> _Stored data entries_:
....

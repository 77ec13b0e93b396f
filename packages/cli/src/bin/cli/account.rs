// ABOUTME: Sign-in, sign-out, registration and password commands
// ABOUTME: Credentials are entered through the same form controllers the screens use

use clap::Subcommand;
use colored::*;
use inquire::{Password, PasswordDisplayMode, Text};

use itms_cli::output::{self, print_details};
use itms_cli::{parse_form_assignments, prompt, Tabular};
use itms_client::ItmsClient;
use itms_controllers::forms::{ChangePasswordForm, LoginForm, RegisterForm};
use itms_controllers::{FormController, ProfileForm, Rule};
use itms_core::models::auth::ForgotPasswordRequest;

use super::{apply_assignments, submit_form};

#[derive(Subcommand, Debug, Clone, PartialEq)]
pub enum ProfileCommands {
    /// Show your profile
    Show,
    /// Change profile fields, e.g. --set phoneNumber=010-1234-5678
    Update {
        #[arg(long = "set", value_name = "KEY=VALUE")]
        fields: Vec<String>,
    },
}

pub async fn login(client: &ItmsClient, email: Option<String>) -> anyhow::Result<()> {
    let form = FormController::new(LoginForm);
    match email {
        Some(email) => {
            form.set_value("email", email)?;
            let password = Password::new("Password:")
                .with_display_mode(PasswordDisplayMode::Masked)
                .without_confirmation()
                .prompt()?;
            form.set_value("password", password)?;
        }
        None => prompt::fill_form(&form)?,
    }

    let auth = client.auth();
    let response =
        submit_form(&form, move |request| async move { auth.login(&request).await }).await?;
    println!(
        "Signed in as {} <{}>",
        response.user.name.bold(),
        response.user.email
    );
    Ok(())
}

pub async fn logout(client: &ItmsClient) -> anyhow::Result<()> {
    if let Err(e) = client.auth().logout().await {
        output::warning(&format!("Server sign-out failed: {}", e.user_message()));
    }
    output::success("Signed out");
    Ok(())
}

pub async fn me(client: &ItmsClient) -> anyhow::Result<()> {
    let user = client.auth().me().await?;
    print_details(&user.title(), &user.details());
    Ok(())
}

pub async fn register(client: &ItmsClient) -> anyhow::Result<()> {
    println!("{}", "Create an account".blue().bold());
    println!();

    let form = FormController::new(RegisterForm);
    prompt::fill_form(&form)?;

    let auth = client.auth();
    submit_form(&form, move |request| async move { auth.register(&request).await }).await?;
    println!("{}", "Next: itms login".dimmed());
    Ok(())
}

pub async fn change_password(client: &ItmsClient) -> anyhow::Result<()> {
    let form = FormController::new(ChangePasswordForm);
    prompt::fill_form(&form)?;

    let auth = client.auth();
    submit_form(&form, move |request| async move {
        auth.change_password(&request).await
    })
    .await?;

    // The old tokens belong to the old password
    client.auth_context().clear().await?;
    println!("{}", "Next: itms login".dimmed());
    Ok(())
}

pub async fn forgot_password(client: &ItmsClient, email: Option<String>) -> anyhow::Result<()> {
    let email = match email {
        Some(email) => email,
        None => Text::new("Email:").prompt()?,
    };
    Rule::Required.check("Email", &email)?;
    Rule::email().check("Email", &email)?;

    client
        .auth()
        .forgot_password(&ForgotPasswordRequest {
            email: email.trim().to_string(),
        })
        .await?;
    output::success("If the address is registered, a reset link is on its way");
    Ok(())
}

pub async fn profile(client: &ItmsClient, command: ProfileCommands) -> anyhow::Result<()> {
    match command {
        ProfileCommands::Show => {
            let user = client.profile().get().await?;
            print_details(&user.title(), &user.details());
        }
        ProfileCommands::Update { fields } => {
            let assignments = parse_form_assignments(&fields)?;
            let profile = client.profile();
            let form = FormController::new(ProfileForm::new(&profile.get().await?));
            apply_assignments(&form, assignments)?;

            let user =
                submit_form(&form, move |request| async move { profile.update(&request).await })
                    .await?;
            println!();
            print_details(&user.title(), &user.details());
        }
    }
    Ok(())
}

....

Repeat the records above exactly as they appear.

> _Task answer_:
repository 77ec13b0e93b396f
filename packages/cli/src/bin/cli/account.rs
// ABOUTME: Sign-in, sign-out, registration and password commands
// ABOUTME: Credentials are entered through the same form controllers the screens use

use clap::Subcommand;
use colored::*;
use inquire::{Password, PasswordDisplayMode, Text};

use itms_cli::output::{self, print_details};
use itms_cli::{parse_form_assignments, prompt, Tabular};
use itms_client::ItmsClient;
use itms_controllers::forms::{ChangePasswordForm, LoginForm, RegisterForm};
use itms_controllers::{FormController, ProfileForm, Rule};
use itms_core::models::auth::ForgotPasswordRequest;

use super::{apply_assignments, submit_form};

#[derive(Subcommand, Debug, Clone, PartialEq)]
pub enum ProfileCommands {
    /// Show your profile
    Show,
    /// Change profile fields, e.g. --set phoneNumber=010-1234-5678
    Update {
        #[arg(long = "set", value_name = "KEY=VALUE")]
        fields: Vec<String>,
    },
}

pub async fn login(client: &ItmsClient, email: Option<String>) -> anyhow::Result<()> {
    let form = FormController::new(LoginForm);
    match email {
        Some(email) => {
            form.set_value("email", email)?;
            let password = Password::new("Password:")
                .with_display_mode(PasswordDisplayMode::Masked)
                .without_confirmation()
                .prompt()?;
            form.set_value("password", password)?;
        }
        None => prompt::fill_form(&form)?,
    }

    let auth = client.auth();
    let response =
        submit_form(&form, move |request| async move { auth.login(&request).await }).await?;
    println!(
        "Signed in as {} <{}>",
        response.user.name.bold(),
        response.user.email
    );
    Ok(())
}

pub async fn logout(client: &ItmsClient) -> anyhow::Result<()> {
    if let Err(e) = client.auth().logout().await {
        output::warning(&format!("Server sign-out failed: {}", e.user_message()));
    }
    output::success("Signed out");
    Ok(())
}

pub async fn me(client: &ItmsClient) -> anyhow::Result<()> {
    let user = client.auth().me().await?;
    print_details(&user.title(), &user.details());
    Ok(())
}

pub async fn register(client: &ItmsClient) -> anyhow::Result<()> {
    println!("{}", "Create an account".blue().bold());
    println!();

    let form = FormController::new(RegisterForm);
    prompt::fill_form(&form)?;

    let auth = client.auth();
    submit_form(&form, move |request| async move { auth.register(&request).await }).await?;
    println!("{}", "Next: itms login".dimmed());
    Ok(())
}

pub async fn change_password(client: &ItmsClient) -> anyhow::Result<()> {
    let form = FormController::new(ChangePasswordForm);
    prompt::fill_form(&form)?;

    let auth = client.auth();
    submit_form(&form, move |request| async move {
        auth.change_password(&request).await
    })
    .await?;

    // The old tokens belong to the old password
    client.auth_context().clear().await?;
    println!("{}", "Next: itms login".dimmed());
    Ok(())
}

pub async fn forgot_password(client: &ItmsClient, email: Option<String>) -> anyhow::Result<()> {
    let email = match email {
        Some(email) => email,
        None => Text::new("Email:").prompt()?,
    };
    Rule::Required.check("Email", &email)?;
    Rule::email().check("Email", &email)?;

    client
        .auth()
        .forgot_password(&ForgotPasswordRequest {
            email: email.trim().to_string(),
        })
        .await?;
    output::success("If the address is registered, a reset link is on its way");
    Ok(())
}

pub async fn profile(client: &ItmsClient, command: ProfileCommands) -> anyhow::Result<()> {
    match command {
        ProfileCommands::Show => {
            let user = client.profile().get().await?;
            print_details(&user.title(), &user.details());
        }
        ProfileCommands::Update { fields } => {
            let assignments = parse_form_assignments(&fields)?;
            let profile = client.profile();
            let form = FormController::new(ProfileForm::new(&profile.get().await?));
            apply_assignments(&form, assignments)?;

            let user =
                submit_form(&form, move |request| async move { profile.update(&request).await })
                    .await?;
            println!();
            print_details(&user.title(), &user.details());
        }
    }
    Ok(())
}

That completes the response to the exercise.